The study is designed to determine the patient benefits of using RFA to ablate, or sear, a one-centimeter margin or perimeter of soft tissue following standard lumpectomy removal of a breast tumor.
The procedure is intended to give the patient a cancer-free area around the site where the tumor has been removed so that repeat lumpectomies are unnecessary. The procedure may also offer similar protection against recurrence provided by the use of partial or whole breast radiation, the current standard of care following lumpectomy.
"Our goal is to change the way breast cancer is treated for the more than 100,000 women in the United States who undergo traditional lumpectomy for early stage breast cancer each year," said Suzanne Klimberg, MD, professor of surgery and pathology at the University of Arkansas for Medical Sciences.

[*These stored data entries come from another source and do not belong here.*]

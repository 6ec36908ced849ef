//! Document tree and loader.
//!
//! Documents are parsed into a generic `serde_yaml` tree. Every YAML scalar
//! survives as-is (non-finite floats, big integers, tagged values), merge
//! keys (`<<: *anchor`) are expanded at load time, and mappings keep their
//! insertion order so rendered output stays stable across runs.

use crate::error::{Error, Result};
use serde::de::{self, Deserialize, Deserializer, EnumAccess, MapAccess, SeqAccess, VariantAccess};
use serde_yaml::value::{Tag, TaggedValue};
use serde_yaml::{Mapping, Number, Value};
use std::fmt;
use std::path::Path;
use tracing::debug;

/// A mapping-rooted document tree.
pub type Tree = Mapping;

/// Read a YAML file and parse it into a mapping-rooted tree.
pub fn load(path: &Path) -> Result<Tree> {
    let content = std::fs::read_to_string(path).map_err(|source| Error::Io {
        path: path.to_path_buf(),
        source,
    })?;
    let tree = parse(&content, path)?;
    debug!(path = %path.display(), keys = tree.len(), "Loaded document");
    Ok(tree)
}

/// Parse YAML content into a mapping-rooted tree.
///
/// `origin` is only used to label errors. An empty document parses as an
/// empty mapping.
pub fn parse(content: &str, origin: &Path) -> Result<Tree> {
    if content.trim().is_empty() {
        return Ok(Tree::new());
    }

    let parse_error = |source| Error::Parse {
        path: origin.to_path_buf(),
        source,
    };
    let Node(mut value) = serde_yaml::from_str(content).map_err(parse_error)?;
    value.apply_merge().map_err(parse_error)?;

    match value {
        Value::Mapping(map) => Ok(map),
        Value::Null => Ok(Tree::new()),
        _ => Err(Error::RootNotMapping {
            path: origin.to_path_buf(),
        }),
    }
}

/// A `serde_yaml::Value` that also accepts integers wider than 64 bits,
/// keeping them as the nearest float.
struct Node(Value);

impl<'de> Deserialize<'de> for Node {
    fn deserialize<D: Deserializer<'de>>(deserializer: D) -> std::result::Result<Self, D::Error> {
        deserializer.deserialize_any(NodeVisitor).map(Node)
    }
}

struct NodeVisitor;

impl<'de> de::Visitor<'de> for NodeVisitor {
    type Value = Value;

    fn expecting(&self, f: &mut fmt::Formatter) -> fmt::Result {
        f.write_str("any YAML value")
    }

    fn visit_bool<E: de::Error>(self, v: bool) -> std::result::Result<Value, E> {
        Ok(Value::Bool(v))
    }

    fn visit_i64<E: de::Error>(self, v: i64) -> std::result::Result<Value, E> {
        Ok(Value::Number(Number::from(v)))
    }

    fn visit_u64<E: de::Error>(self, v: u64) -> std::result::Result<Value, E> {
        Ok(Value::Number(Number::from(v)))
    }

    fn visit_i128<E: de::Error>(self, v: i128) -> std::result::Result<Value, E> {
        Ok(Value::Number(Number::from(v as f64)))
    }

    fn visit_u128<E: de::Error>(self, v: u128) -> std::result::Result<Value, E> {
        Ok(Value::Number(Number::from(v as f64)))
    }

    fn visit_f64<E: de::Error>(self, v: f64) -> std::result::Result<Value, E> {
        Ok(Value::Number(Number::from(v)))
    }

    fn visit_str<E: de::Error>(self, v: &str) -> std::result::Result<Value, E> {
        Ok(Value::String(v.to_string()))
    }

    fn visit_string<E: de::Error>(self, v: String) -> std::result::Result<Value, E> {
        Ok(Value::String(v))
    }

    fn visit_unit<E: de::Error>(self) -> std::result::Result<Value, E> {
        Ok(Value::Null)
    }

    fn visit_none<E: de::Error>(self) -> std::result::Result<Value, E> {
        Ok(Value::Null)
    }

    fn visit_some<D: Deserializer<'de>>(self, d: D) -> std::result::Result<Value, D::Error> {
        Node::deserialize(d).map(|node| node.0)
    }

    fn visit_seq<A: SeqAccess<'de>>(self, mut seq: A) -> std::result::Result<Value, A::Error> {
        let mut items = Vec::with_capacity(seq.size_hint().unwrap_or(0));
        while let Some(Node(item)) = seq.next_element()? {
            items.push(item);
        }
        Ok(Value::Sequence(items))
    }

    fn visit_map<A: MapAccess<'de>>(self, mut map: A) -> std::result::Result<Value, A::Error> {
        let mut mapping = Mapping::new();
        while let Some((Node(key), Node(value))) = map.next_entry()? {
            if mapping.contains_key(&key) {
                return Err(de::Error::custom(format!(
                    "duplicate entry with key {}",
                    key_label(&key)
                )));
            }
            mapping.insert(key, value);
        }
        Ok(Value::Mapping(mapping))
    }

    fn visit_enum<A: EnumAccess<'de>>(self, data: A) -> std::result::Result<Value, A::Error> {
        let (tag, contents): (String, _) = data.variant()?;
        let Node(value) = contents.newtype_variant()?;
        if tag.trim_start_matches('!').is_empty() {
            return Ok(value);
        }
        Ok(Value::Tagged(Box::new(TaggedValue {
            tag: Tag::new(tag),
            value,
        })))
    }
}

/// Serialize a tree back to YAML.
pub fn to_yaml_string(tree: &Tree) -> Result<String> {
    serde_yaml::to_string(tree).map_err(Error::Encode)
}

/// Strip any number of YAML tags, yielding the tagged content.
pub fn untagged(value: &Value) -> &Value {
    match value {
        Value::Tagged(tagged) => untagged(&tagged.value),
        other => other,
    }
}

/// Mutable counterpart of [`untagged`].
pub fn untagged_mut(value: &mut Value) -> &mut Value {
    match value {
        Value::Tagged(tagged) => untagged_mut(&mut tagged.value),
        other => other,
    }
}

/// Render a mapping key for messages. String keys render bare.
pub fn key_label(key: &Value) -> String {
    match untagged(key) {
        Value::String(s) => s.clone(),
        other => serde_yaml::to_string(other)
            .map(|s| s.trim_end().to_string())
            .unwrap_or_else(|_| format!("{other:?}")),
    }
}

Klimberg said initial laboratory research found that RFA was effective in creating negative margins around small breast tumor. “With the study we hope to prove that we can reduce the high re-operative rates associated with lumpectomy and offer added assurance that the cancer will not recur in these patients," she added.
The success of the trial will be used to determine the feasibility of conducting further studies to evaluate the ability of RFA-assisted lumpectomy to decrease the rates of re-operation associated with standard lumpectomy. Qualified patients with operable breast cancer will be treated with a combination of two available and reliable treatments -- lumpectomy and RFA.
The trial will also seek to determine whether local recurrence rate is reduced by using RFA-assisted lumpectomy. Because RFA will be administered in addition to procedures of demonstrated efficacy, it is expected the local recurrence rate will decrease.